**How to complete this task**
Which lines in the material below contain the word "dimmed"? Copy each of them.

*** Block opens ***

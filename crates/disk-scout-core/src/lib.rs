pub mod config;
pub mod dupes;
pub mod error;
pub mod hasher;
pub mod messages;
pub mod model;
pub mod scanner;
pub mod search;
pub mod worker;

pub use config::AppConfig;
pub use error::Error;
pub use worker::{CancelToken, WorkerHandle};
use chrono::Local;
use colored::*;
use indicatif::{HumanBytes, HumanCount};
use std::time::Duration;

use disk_scout_core::model::{DuplicateGroup, ScanOutcome, SearchResult};

const MAX_GROUPS_SHOWN: usize = 20;

pub fn print_scan_summary(outcome: &ScanOutcome, elapsed: Duration) {
    println!();
    println!(
        "Scanned {} files in {} directories, {} total, {} in {}",
        format!("{}", HumanCount(outcome.files_found)).green(),
        format!("{}", HumanCount(outcome.dirs_scanned)).green(),
        format!("{}", HumanBytes(outcome.total_size)).green(),
        errors_label(outcome.errors_count),
        format!("{:.2}s", elapsed.as_secs_f64()).green(),
    );

    println!("\n{}", "Largest files:".bold());
    for file in outcome.top_files.iter().take(10) {
        println!(
            "  {:>10}  {}",
            HumanBytes(file.size).to_string(),
            file.path.display()
        );
    }

    let mut extensions: Vec<_> = outcome.extension_stats.iter().collect();
    extensions.sort_by(|a, b| b.1.total_size.cmp(&a.1.total_size));

    println!("\n{}", "Extensions by total size:".bold());
    for (ext, stat) in extensions.iter().take(10) {
        let label = if ext.is_empty() { "(none)" } else { ext.as_str() };
        println!(
            "  {:>10}  {:>8} files  {}",
            HumanBytes(stat.total_size).to_string(),
            stat.count,
            label
        );
    }

    print_footer();
}

pub fn print_dupe_summary(groups: &[DuplicateGroup], elapsed: Duration) {
    let total_reclaimable: u64 = groups.iter().map(DuplicateGroup::reclaimable_bytes).sum();
    let dupe_files: usize = groups.iter().map(|g| g.files.len()).sum();

    println!();
    println!(
        "{} duplicate groups, {} files with duplicates, {} reclaimable in {}",
        format!("{}", groups.len()).red(),
        format!("{}", dupe_files).red(),
        format!("{}", HumanBytes(total_reclaimable)).red(),
        format!("{:.2}s", elapsed.as_secs_f64()).green(),
    );

    for group in groups.iter().take(MAX_GROUPS_SHOWN) {
        println!(
            "\n  {} × {}  ({} reclaimable)  {}",
            group.files.len(),
            HumanBytes(group.size),
            HumanBytes(group.reclaimable_bytes()),
            group.hash[..12].dimmed(),
        );
        for file in &group.files {
            println!("    {}", file.path.display());
        }
    }
    if groups.len() > MAX_GROUPS_SHOWN {
        println!("\n  ... and {} more groups", groups.len() - MAX_GROUPS_SHOWN);
    }

    print_footer();
}

pub fn format_search_result(result: &SearchResult) -> String {
    let kind = if result.is_dir { "dir " } else { "file" };
    format!(
        "  [{:.2}] {} {}",
        result.match_quality,
        kind,
        result.path.display()
    )
}

pub fn print_search_summary(dirs_scanned: u64, result_count: usize, elapsed: Duration) {
    println!();
    println!(
        "{} matches across {} directories in {}",
        format!("{result_count}").green(),
        format!("{}", HumanCount(dirs_scanned)).green(),
        format!("{:.2}s", elapsed.as_secs_f64()).green(),
    );
}

fn errors_label(errors_count: u64) -> ColoredString {
    let label = format!("{errors_count} errors");
    if errors_count > 0 {
        label.red()
    } else {
        label.normal()
    }
}

fn print_footer() {
    println!(
        "{}",
        format!("Report generated {}", Local::now().format("%Y-%m-%d %H:%M:%S")).dimmed()
    );
}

*** Block closes ***

**Written solution**
            group.hash[..12].dimmed(),
        format!("Report generated {}", Local::now().format("%Y-%m-%d %H:%M:%S")).dimmed()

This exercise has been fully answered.